With the latest developments and improvements in the field of deep learning and artificial intelligence, many exacting tasks of Natural Language Processing are becoming facile to implement and execute. Text Generation is one such task which can be be architectured using deep learning models, particularly Recurrent Neural Networks. An example of text generation is the recently released Harry Potter chapter which was generated by artificial intelligence.
Text Generation is a type of Language Modelling problem. Language Modelling is the core problem for a number of of natural language processing tasks such as speech to text, conversational system, and text summarization. A trained language model learns the likelihood of occurrence of a word based on the previous sequence of words used in the text. Language models can be operated at character level, n-gram level, sentence level or even paragraph level.
In this post, I will explain how to create a language model for generating natural language text by implement and training state-of-the-art Recurrent Neural Network. I will use python programming language for this purpose. The objective of this model is to generate new text, given that some input text is present. Lets start building the architecture.
First, import the required libraries
from keras.preprocessing.sequence import pad_sequences from keras.layers import Embedding, LSTM, Dense from keras.preprocessing.text import Tokenizer from keras.callbacks import EarlyStopping from keras.models import Sequential import keras.utils as ku import numpy as np
Lets use a popular nursery rhyme — “Cat and Her Kittens” as our corpus. A corpus is defined as the collection of text documents.
data = """The cat and her kittens They put on their mittens, To eat a Christmas pie. The poor little kittens They lost their mittens, And then they began to cry. O mother dear, we sadly fear We cannot go to-day, For we have lost our mittens." "If it be so, ye shall not go, For ye are naughty kittens."""
There will be three main parts of the code: dataset preparation, model training, and generating prediction. The boiler plate code of this architecture is following:
def dataset_preparation():
pass
def create_model():
pass
def generate_text():
pass
In dataset preparation step, we will first perform Tokenization. Tokenization is a process of extracting tokens (terms / words) from a corpus. Python’s library Keras has inbuilt model for tokenization which can be used to obtain the tokens and their index in the corpus.
tokenizer = Tokenizer()
def dataset_preparation(data):
corpus = data.lower().split("\n")
tokenizer.fit_on_texts(corpus)
total_words = len(tokenizer.word_index) + 1
Next, we need to convert the corpus into a flat dataset of sentence sequences.
input_sequences = []
for line in corpus:
token_list = tokenizer.texts_to_sequences([line])[0]

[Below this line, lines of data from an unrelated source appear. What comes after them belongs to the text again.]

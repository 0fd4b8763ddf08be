//! Provider factory: config holder, provider cache and fallback chain.
//!
//! Constructed explicitly and passed where needed; there is no global instance.

use crate::config::{AgilityConfig, ProviderConfig, ProviderConfigPatch};
use crate::crypto::algorithm::{AlgorithmId, SecurityLevel};
use crate::crypto::provider::Provider;
use crate::error::{CryptoError, Result};
use std::collections::HashMap;
use std::sync::{Arc, PoisonError, RwLock};

type Instantiator = dyn Fn(AlgorithmId, &AgilityConfig) -> Result<Provider> + Send + Sync;

/// Ordered migration steps between two algorithms.
#[derive(Debug, Clone, PartialEq, Eq)]
pub struct MigrationPlan {
    pub from: AlgorithmId,
    pub to: AlgorithmId,
    pub steps: Vec<String>,
    /// Set when pre-migration ciphertext stays quantum-vulnerable
    pub requires_reencryption: bool,
}

#[derive(Debug)]
pub struct Migration {
    pub old_provider: Arc<Provider>,
    pub new_provider: Arc<Provider>,
    pub plan: MigrationPlan,
}

pub struct ProviderFactory {
    engine: AgilityConfig,
    config: RwLock<ProviderConfig>,
    cache: RwLock<HashMap<AlgorithmId, Arc<Provider>>>,
    instantiator: Box<Instantiator>,
}

impl std::fmt::Debug for ProviderFactory {
    fn fmt(&self, f: &mut std::fmt::Formatter<'_>) -> std::fmt::Result {
        f.debug_struct("ProviderFactory")
            .field("config", &self.config())
            .field("cached", &self.cached_algorithms())
            .finish_non_exhaustive()
    }
}

impl ProviderFactory {
    pub fn new(config: ProviderConfig, engine: AgilityConfig) -> Self {
        Self::with_instantiator(config, engine, Provider::new)
    }

    /// Factory with a custom instantiation function (used by tests to make
    /// chosen algorithms fail).
    pub fn with_instantiator<F>(
        config: ProviderConfig,
        engine: AgilityConfig,
        instantiator: F,
    ) -> Self
    where
        F: Fn(AlgorithmId, &AgilityConfig) -> Result<Provider> + Send + Sync + 'static,
    {
        Self {
            engine,
            config: RwLock::new(config),
            cache: RwLock::new(HashMap::new()),
            instantiator: Box::new(instantiator),
        }
    }

    pub fn engine_config(&self) -> &AgilityConfig {
        &self.engine
    }

    pub fn config(&self) -> ProviderConfig {
        self.config.read().unwrap_or_else(PoisonError::into_inner).clone()
    }

    pub fn cached_algorithms(&self) -> Vec<AlgorithmId> {
        let cache = self.cache.read().unwrap_or_else(PoisonError::into_inner);
        let mut algorithms: Vec<_> = cache.keys().copied().collect();
        algorithms.sort();
        algorithms
    }

    /// Returns a provider for `algorithm` (or the preferred one), walking the
    /// fallback list in order when instantiation fails.
    pub fn create_provider(&self, algorithm: Option<AlgorithmId>) -> Result<Arc<Provider>> {
        use tracing::{info, warn};

        let config = self.config();
        let requested = algorithm.unwrap_or(config.preferred_algorithm);

        let mut chain = vec![requested];
        for fallback in &config.fallback_algorithms {
            if !chain.contains(fallback) {
                chain.push(*fallback);
            }
        }

        let mut attempts = Vec::with_capacity(chain.len());
        for candidate in chain {
            match self.provider_for(candidate) {
                Ok(provider) => {
                    if candidate != requested {
                        info!(
                            target: "crypto::factory",
                            requested = %requested,
                            selected = %candidate,
                            "Using fallback provider"
                        );
                    }
                    if let Err(e) = self.check_compliance(candidate) {
                        // Флаг NIST только рекомендательный
                        warn!(target: "crypto::factory", algorithm = %candidate, "{}", e);
                    }
                    return Ok(provider);
                }
                Err(e) => {
                    warn!(
                        target: "crypto::factory",
                        algorithm = %candidate,
                        error = %e,
                        "Provider instantiation failed, trying next fallback"
                    );
                    attempts.push(format!("{} ({})", candidate, e));
                }
            }
        }

        Err(CryptoError::AlgorithmNotSupported(format!(
            "no provider could be instantiated: {}",
            attempts.join(", ")
        )))
    }

    /// Provider for exactly `algorithm`, without fallback.
    pub fn provider_for(&self, algorithm: AlgorithmId) -> Result<Arc<Provider>> {
        use tracing::debug;

        if let Some(cached) = self
            .cache
            .read()
            .unwrap_or_else(PoisonError::into_inner)
            .get(&algorithm)
        {
            return Ok(Arc::clone(cached));
        }

        let provider = Arc::new((self.instantiator)(algorithm, &self.engine)?);
        debug!(target: "crypto::factory", algorithm = %algorithm, "Provider instantiated");

        let mut cache = self.cache.write().unwrap_or_else(PoisonError::into_inner);
        Ok(Arc::clone(cache.entry(algorithm).or_insert(provider)))
    }

    /// Merges `patch` into the config and drops every cached provider.
    pub fn update_config(&self, patch: ProviderConfigPatch) -> Result<()> {
        use tracing::info;

        let mut config = self.config.write().unwrap_or_else(PoisonError::into_inner);
        let mut updated = config.clone();
        updated.merge(patch);
        updated.validate()?;
        *config = updated;

        let mut cache = self.cache.write().unwrap_or_else(PoisonError::into_inner);
        let dropped = cache.len();
        cache.clear();

        info!(
            target: "crypto::factory",
            preferred = %config.preferred_algorithm,
            dropped_providers = dropped,
            "Provider config updated"
        );
        Ok(())
    }

    pub fn invalidate_cache(&self) {
        self.cache.write().unwrap_or_else(PoisonError::into_inner).clear();
    }

    /// Pure post-quantum only from `quantumThresholdScore` up; hybrid (when
    /// enabled) between 50 and the threshold.
    pub fn recommended_algorithm(&self, threat_score: u8) -> AlgorithmId {
        let config = self.config();
        let threshold = config.quantum_threshold_score;

        if threat_score >= threshold {
            if threat_score >= 90 {
                AlgorithmId::MlKem1024
            } else {
                AlgorithmId::MlKem768
            }
        } else if threat_score >= 50 {
            if config.enable_hybrid_mode {
                AlgorithmId::HybridEcdhMlKem
            } else {
                AlgorithmId::MlKem768
            }
        } else if config.enable_hybrid_mode {
            AlgorithmId::HybridEcdhMlKem
        } else {
            AlgorithmId::Ecdh
        }
    }

    pub fn is_quantum_safe(algorithm: AlgorithmId) -> bool {
        algorithm.is_quantum_safe()
    }

    pub fn security_level(algorithm: AlgorithmId) -> SecurityLevel {
        algorithm.security_level()
    }

    pub fn is_nist_approved(algorithm: AlgorithmId) -> bool {
        algorithm.is_nist_approved()
    }

    /// `NistComplianceViolation` when compliance is required and the
    /// algorithm is not NIST-approved.
    pub fn check_compliance(&self, algorithm: AlgorithmId) -> Result<()> {
        if self.config().nist_compliance_required && !algorithm.is_nist_approved() {
            return Err(CryptoError::NistComplianceViolation(format!(
                "{} is not a NIST-approved algorithm",
                algorithm
            )));
        }
        Ok(())
    }

    /// Builds both providers and the migration plan. Nothing is re-encrypted.
    pub fn migrate_from_algorithm(&self, from: AlgorithmId, to: AlgorithmId) -> Result<Migration> {
        use tracing::info;

        let old_provider = self.provider_for(from)?;
        let new_provider = self.provider_for(to)?;

        let mut steps = vec![
            format!("Generate {} key pairs for every active identity", to),
            format!("Publish the new {} public keys to the key directory", to),
            format!("Encrypt all new outgoing messages with {}", to),
            format!("Keep {} private keys to decrypt messages sent before the switch", from),
            format!("Revoke {} keys once no stored ciphertext depends on them", from),
        ];

        let requires_reencryption =
            from.security_level() == SecurityLevel::QuantumVulnerable && to.is_quantum_safe();
        if requires_reencryption {
            steps.push(format!(
                "WARNING: messages encrypted with {} before the migration remain \
                 quantum-vulnerable until they are re-encrypted; migration does not \
                 re-encrypt them automatically",
                from
            ));
        }

        info!(
            target: "crypto::factory",
            from = %from,
            to = %to,
            steps = steps.len(),
            "Migration plan built"
        );

        Ok(Migration {
            old_provider,
            new_provider,
            plan: MigrationPlan {
                from,
                to,
                steps,
                requires_reencryption,
            },
        })
    }
}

for i in range(1, len(token_list)):
n_gram_sequence = token_list[:i+1]
input_sequences.append(n_gram_sequence)
Now that we have generated a data-set which contains sequence of tokens, it is possible that different sequences have different lengths. Before starting training the model, we need to pad the sequences and make their lengths equal. We can use pad_sequence function of Kears for this purpose.
max_sequence_len = max([len(x) for x in input_sequences])
input_sequences = np.array(pad_sequences(input_sequences,
maxlen=max_sequence_len, padding='pre'))
To input this data into a learning model, we need to create predictors and label. We will create N-grams sequence as predictors and the next word of the N-gram as label. For example:
""" Sentence: "they are learning data science" PREDICTORS | LABEL they | are they are | learning they are learning | data they are learning data | science """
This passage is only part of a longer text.